La capacità di far rendere i fuoriclasse
La storia del Velasco allenatore è nota a tutti, tra successi, trionfi e qualche delusione cocente (“L’argento di Atlanta 1996 è stata l’unica medaglia olimpica che non è stata festeggiata da nessuno in tutta la storia dello sport italiano”). Come sia riuscito a farsi sempre seguire da giocatori e giocatrici non è un mistero. “Con l’empatia. Devi capire chi è l’altro e motivarlo non con la tua, ma con la sua motivazione. Socrate con le domande faceva ragionare, guidava le persone…”.

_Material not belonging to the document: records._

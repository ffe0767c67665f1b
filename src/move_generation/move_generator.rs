use std::collections::BTreeMap;
use std::error::Error;
use std::fmt;

use crate::game_state::board::Board;
use crate::game_state::draughts_types::{Color, Square};
use crate::moves::draughts_move::Move;

pub type MoveGenResult<T> = Result<T, MoveGenerationError>;

#[derive(Debug, Clone, PartialEq, Eq)]
pub enum MoveGenerationError {
    SquareOutOfRange(Square),
    NoPieceOnOrigin(Square),
    WrongSide { square: Square, expected: Color },
    IllegalMove(String),
    NoLegalMoves(Color),
    WorkerPanicked,
}

impl fmt::Display for MoveGenerationError {
    fn fmt(&self, f: &mut fmt::Formatter<'_>) -> fmt::Result {
        match self {
            MoveGenerationError::SquareOutOfRange(sq) => {
                write!(f, "square index {sq} is outside 0..50")
            }
            MoveGenerationError::NoPieceOnOrigin(sq) => write!(f, "no piece on square {sq}"),
            MoveGenerationError::WrongSide { square, expected } => {
                write!(f, "square {square} does not hold a {} piece", expected.name())
            }
            MoveGenerationError::IllegalMove(msg) => write!(f, "illegal move: {msg}"),
            MoveGenerationError::NoLegalMoves(color) => {
                write!(f, "{} has no legal moves", color.name())
            }
            MoveGenerationError::WorkerPanicked => write!(f, "search worker thread panicked"),
        }
    }
}

impl Error for MoveGenerationError {}

/// Legal moves for one turn, grouped by origin square.
///
/// When `max_capture > 0` every move captures exactly that many pieces.
#[derive(Debug, Clone, Default, PartialEq, Eq)]
pub struct MoveSet {
    pub moves_by_origin: BTreeMap<Square, Vec<Move>>,
    pub max_capture: usize,
}

impl MoveSet {
    #[inline]
    pub fn is_empty(&self) -> bool {
        self.moves_by_origin.is_empty()
    }

    pub fn len(&self) -> usize {
        self.moves_by_origin.values().map(Vec::len).sum()
    }

    pub fn iter(&self) -> impl Iterator<Item = &Move> + '_ {
        self.moves_by_origin.values().flatten()
    }

    pub fn origins(&self) -> impl Iterator<Item = Square> + '_ {
        self.moves_by_origin.keys().copied()
    }

    pub fn moves_from(&self, origin: Square) -> &[Move] {
        self.moves_by_origin
            .get(&origin)
            .map(Vec::as_slice)
            .unwrap_or(&[])
    }

    /// Legal move matching an input path, if any.
    ///
    /// `landings` is the clicked landing sequence after `from`. A capture may
    /// also be named by its destination alone when that is unambiguous.
    pub fn resolve(&self, from: Square, landings: &[Square]) -> Option<&Move> {
        let candidates = self.moves_from(from);
        if let Some(mv) = candidates.iter().find(|mv| mv.landings == landings) {
            return Some(mv);
        }
        let [destination] = landings else {
            return None;
        };
        let mut by_destination = candidates.iter().filter(|mv| mv.to() == *destination);
        match (by_destination.next(), by_destination.next()) {
            (Some(mv), None) => Some(mv),
            _ => None,
        }
    }

    /// Landing squares that may follow an already clicked `prefix`.
    pub fn continuations(&self, from: Square, prefix: &[Square]) -> Vec<Square> {
        let mut next: Vec<Square> = self
            .moves_from(from)
            .iter()
            .filter(|mv| mv.landings.len() > prefix.len() && mv.landings.starts_with(prefix))
            .map(|mv| mv.landings[prefix.len()])
            .collect();
        next.sort_unstable();
        next.dedup();
        next
    }

    /// Insert `mv` for its origin, skipping duplicates of the same effect.
    pub(crate) fn push_unique(moves: &mut Vec<Move>, mv: Move) {
        if !moves.iter().any(|existing| existing.same_effect(&mv)) {
            moves.push(mv);
        }
    }
}

pub trait MoveGenerator: Send + Sync {
    fn generate_legal_moves(&self, board: &Board, side: Color) -> MoveSet;
}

Lo ha fatto con la generazione dei fenomeni degli anni ’90, lo ha fatto più di recente con una nazionale femminile uscita con le ossa rotte dall’estate precedente, battendo sul concetto di “qui e ora”. “Chi gioca deve decidere ogni volta cosa fare, ad ogni punto. Non deve pensare a quello prima o a quello dopo, altrimenti dovrebbe convivere con dei dubbi che lo porterebbero fuori strada. Alle ragazze dicevo di essere autonome e autorevoli, ma che dovevano dimostrarlo ad ogni singola azione. La gente va al Luna Park per stare male? No, va al Luna Park per sentire un’emozione forte. E l’olimpiade è la stessa cosa”.
L’uomo senza filtri: una visione sempre coerente
Velasco ha sempre detto ciò che pensa, spesso senza filtri. Tenendo sempre un po’ di distacco con gli atleti allenati (“Non puoi essere come il genitore che va a ballare alla festa del figlio”), ma difendendoli sempre e in ogni luogo. E sulle differenze tra l’allenare uomini o donne, il cerchio l’ha ristretto in fretta: “Il mondo è ancora maschilista, ma le donne hanno il terrore di sbagliare, forse perché in passato se lo facevano venivano punite con le botte dagli uomini. Per questo a volte vanno incoraggiate, ma sanno imparare straordinariamente in fretta. E la loro rivoluzione sta avanzando silenziosa: sapete perché nei bagni degli aeroporti c’è sempre la fila a quello delle donne? Perché l’hanno progettati gli uomini, senza tenere conto del fatto che loro, le donne, necessitavano di più spazio”.
Di politica non parla (“Sono ancora di sinistra, non più comunista, ma ho un ruolo e non è giusto parlarne”), anche se non capisce chi possa andare dietro a Vannacci. “Salvini dice che l’Italia è il Paese che concede più cittadinanze? Vero, ma perché vige il diritto del sangue. Ci sono ragazzi nati in Italia che, se non diventano italiani prima dei 18 anni, rischiano di non poterlo diventare. Sarebbe potuto capitare anche a Sylla ed Egonu”.